→ Your goal:
Copy each line from the records below in which the word "cannot" is found.

Segment Start: Records supplied

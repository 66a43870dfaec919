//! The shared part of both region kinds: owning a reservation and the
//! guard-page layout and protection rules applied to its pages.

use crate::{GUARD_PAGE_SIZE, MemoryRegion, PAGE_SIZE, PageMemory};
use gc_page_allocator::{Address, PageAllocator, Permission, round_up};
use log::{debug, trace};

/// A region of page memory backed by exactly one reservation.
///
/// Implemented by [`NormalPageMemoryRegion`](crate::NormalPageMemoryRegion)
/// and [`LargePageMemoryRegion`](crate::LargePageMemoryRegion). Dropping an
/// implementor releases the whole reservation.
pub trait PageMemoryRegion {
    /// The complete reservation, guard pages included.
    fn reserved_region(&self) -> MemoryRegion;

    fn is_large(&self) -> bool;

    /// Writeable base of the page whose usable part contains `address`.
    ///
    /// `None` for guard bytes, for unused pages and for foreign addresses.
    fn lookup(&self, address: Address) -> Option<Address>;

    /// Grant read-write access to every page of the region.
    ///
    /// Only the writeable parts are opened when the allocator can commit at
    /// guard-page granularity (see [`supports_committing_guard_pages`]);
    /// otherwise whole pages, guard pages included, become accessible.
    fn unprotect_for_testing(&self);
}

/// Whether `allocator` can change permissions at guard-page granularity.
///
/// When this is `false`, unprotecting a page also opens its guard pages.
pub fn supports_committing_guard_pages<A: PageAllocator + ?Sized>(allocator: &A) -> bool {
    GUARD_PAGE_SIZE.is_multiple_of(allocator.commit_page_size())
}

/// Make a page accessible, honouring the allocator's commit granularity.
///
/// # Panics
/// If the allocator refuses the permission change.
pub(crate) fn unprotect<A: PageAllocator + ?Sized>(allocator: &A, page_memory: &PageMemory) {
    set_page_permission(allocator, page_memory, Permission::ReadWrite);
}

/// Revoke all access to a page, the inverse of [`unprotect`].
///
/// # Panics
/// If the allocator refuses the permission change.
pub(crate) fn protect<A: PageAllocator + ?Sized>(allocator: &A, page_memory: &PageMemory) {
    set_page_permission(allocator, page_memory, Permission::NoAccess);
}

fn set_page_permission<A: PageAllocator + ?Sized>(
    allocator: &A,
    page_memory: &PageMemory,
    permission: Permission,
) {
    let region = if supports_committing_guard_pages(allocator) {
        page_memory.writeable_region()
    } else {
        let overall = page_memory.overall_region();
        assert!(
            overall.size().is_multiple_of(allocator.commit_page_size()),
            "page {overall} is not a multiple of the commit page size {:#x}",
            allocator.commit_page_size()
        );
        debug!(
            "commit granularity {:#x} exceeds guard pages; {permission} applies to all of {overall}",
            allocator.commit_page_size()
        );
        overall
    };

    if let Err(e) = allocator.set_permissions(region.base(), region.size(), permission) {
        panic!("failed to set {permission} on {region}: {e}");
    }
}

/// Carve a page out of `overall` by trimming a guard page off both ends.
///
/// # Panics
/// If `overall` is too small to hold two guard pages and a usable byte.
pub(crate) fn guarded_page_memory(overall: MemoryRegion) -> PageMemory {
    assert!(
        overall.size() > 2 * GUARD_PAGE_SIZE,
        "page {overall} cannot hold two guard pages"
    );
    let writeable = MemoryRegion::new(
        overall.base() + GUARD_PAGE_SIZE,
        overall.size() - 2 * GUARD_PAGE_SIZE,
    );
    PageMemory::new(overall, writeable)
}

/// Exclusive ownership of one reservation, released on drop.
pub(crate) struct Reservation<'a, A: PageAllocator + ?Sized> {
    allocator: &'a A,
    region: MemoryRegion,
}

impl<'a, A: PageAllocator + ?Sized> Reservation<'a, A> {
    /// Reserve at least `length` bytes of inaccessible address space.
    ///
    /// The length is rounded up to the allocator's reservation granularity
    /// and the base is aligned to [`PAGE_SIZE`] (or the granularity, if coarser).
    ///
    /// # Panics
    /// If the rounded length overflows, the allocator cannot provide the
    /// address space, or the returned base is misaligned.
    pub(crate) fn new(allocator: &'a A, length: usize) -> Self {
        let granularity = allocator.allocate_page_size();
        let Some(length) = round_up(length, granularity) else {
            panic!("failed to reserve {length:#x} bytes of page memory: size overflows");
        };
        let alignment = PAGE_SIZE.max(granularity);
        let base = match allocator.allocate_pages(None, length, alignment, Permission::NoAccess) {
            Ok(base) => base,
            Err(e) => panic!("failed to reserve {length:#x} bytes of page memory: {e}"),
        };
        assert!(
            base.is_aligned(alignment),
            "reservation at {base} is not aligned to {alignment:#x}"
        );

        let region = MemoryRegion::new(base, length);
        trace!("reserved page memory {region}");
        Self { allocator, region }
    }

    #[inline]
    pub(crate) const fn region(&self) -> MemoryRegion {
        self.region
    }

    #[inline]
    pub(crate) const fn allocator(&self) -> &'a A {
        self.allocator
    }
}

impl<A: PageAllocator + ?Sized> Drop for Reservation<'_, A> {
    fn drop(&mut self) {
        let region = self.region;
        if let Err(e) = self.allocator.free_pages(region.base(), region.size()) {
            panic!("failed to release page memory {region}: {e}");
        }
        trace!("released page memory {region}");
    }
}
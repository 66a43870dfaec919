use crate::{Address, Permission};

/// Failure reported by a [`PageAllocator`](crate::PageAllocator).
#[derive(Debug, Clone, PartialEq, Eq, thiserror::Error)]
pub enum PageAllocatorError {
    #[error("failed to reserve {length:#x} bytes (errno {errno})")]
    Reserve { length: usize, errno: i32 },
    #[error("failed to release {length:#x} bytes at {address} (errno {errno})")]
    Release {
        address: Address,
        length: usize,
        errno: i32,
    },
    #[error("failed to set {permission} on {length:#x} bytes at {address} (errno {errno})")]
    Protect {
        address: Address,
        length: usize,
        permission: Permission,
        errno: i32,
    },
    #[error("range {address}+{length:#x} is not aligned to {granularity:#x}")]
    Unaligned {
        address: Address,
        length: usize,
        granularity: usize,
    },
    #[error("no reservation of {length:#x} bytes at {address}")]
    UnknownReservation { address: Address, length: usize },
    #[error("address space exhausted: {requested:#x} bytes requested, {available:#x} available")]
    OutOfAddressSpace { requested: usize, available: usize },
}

Segment End: Records supplied

→ Output for this task:
        "page {overall} cannot hold two guard pages"
    /// If the rounded length overflows, the allocator cannot provide the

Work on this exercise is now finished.